Segment Start: Supplied data

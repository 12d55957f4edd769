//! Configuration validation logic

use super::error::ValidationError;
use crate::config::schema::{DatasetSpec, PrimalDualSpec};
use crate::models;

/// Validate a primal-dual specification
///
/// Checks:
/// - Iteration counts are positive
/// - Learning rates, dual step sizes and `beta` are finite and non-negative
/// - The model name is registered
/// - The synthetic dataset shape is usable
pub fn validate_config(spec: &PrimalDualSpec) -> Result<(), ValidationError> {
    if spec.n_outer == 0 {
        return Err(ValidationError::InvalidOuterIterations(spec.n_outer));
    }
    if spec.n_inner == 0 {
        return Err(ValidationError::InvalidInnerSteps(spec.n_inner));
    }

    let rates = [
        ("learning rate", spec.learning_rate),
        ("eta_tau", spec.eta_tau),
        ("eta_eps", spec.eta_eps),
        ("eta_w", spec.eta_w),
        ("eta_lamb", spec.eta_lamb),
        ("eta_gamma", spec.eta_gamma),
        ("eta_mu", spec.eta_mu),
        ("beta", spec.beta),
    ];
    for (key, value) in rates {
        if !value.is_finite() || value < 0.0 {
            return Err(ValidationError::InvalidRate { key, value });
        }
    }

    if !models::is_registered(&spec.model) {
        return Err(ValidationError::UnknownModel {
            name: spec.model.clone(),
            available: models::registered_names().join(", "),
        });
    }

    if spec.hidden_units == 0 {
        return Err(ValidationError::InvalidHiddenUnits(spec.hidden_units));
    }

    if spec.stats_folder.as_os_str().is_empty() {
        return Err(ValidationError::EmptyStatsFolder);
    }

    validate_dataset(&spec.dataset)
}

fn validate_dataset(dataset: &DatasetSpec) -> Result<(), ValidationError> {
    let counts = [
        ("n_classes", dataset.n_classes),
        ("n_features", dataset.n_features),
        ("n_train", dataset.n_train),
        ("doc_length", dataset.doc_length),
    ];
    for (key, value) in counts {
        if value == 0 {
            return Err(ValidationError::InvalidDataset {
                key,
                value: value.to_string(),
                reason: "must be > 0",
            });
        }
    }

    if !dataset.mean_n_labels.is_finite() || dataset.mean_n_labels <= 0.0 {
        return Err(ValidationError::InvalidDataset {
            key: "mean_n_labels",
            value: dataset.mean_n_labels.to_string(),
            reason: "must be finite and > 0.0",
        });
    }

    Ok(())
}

Segment End: Supplied data
Segment Start: Supplied data

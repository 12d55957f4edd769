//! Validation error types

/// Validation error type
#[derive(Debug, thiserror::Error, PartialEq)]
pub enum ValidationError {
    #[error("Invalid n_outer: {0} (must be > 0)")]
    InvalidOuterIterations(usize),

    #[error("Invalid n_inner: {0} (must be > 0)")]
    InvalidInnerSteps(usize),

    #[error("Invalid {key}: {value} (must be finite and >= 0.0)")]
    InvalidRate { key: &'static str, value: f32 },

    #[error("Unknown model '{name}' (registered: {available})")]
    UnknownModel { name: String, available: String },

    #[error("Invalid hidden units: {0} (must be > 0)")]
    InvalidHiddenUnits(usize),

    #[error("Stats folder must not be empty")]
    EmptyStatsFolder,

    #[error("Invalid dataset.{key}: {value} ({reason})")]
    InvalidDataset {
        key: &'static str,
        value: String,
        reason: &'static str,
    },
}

Segment End: Supplied data

» What the task requires
Copy out every line from the data above in which the word "InvalidDataset" occurs.

» Output of the task
            return Err(ValidationError::InvalidDataset {
        return Err(ValidationError::InvalidDataset {
    InvalidDataset {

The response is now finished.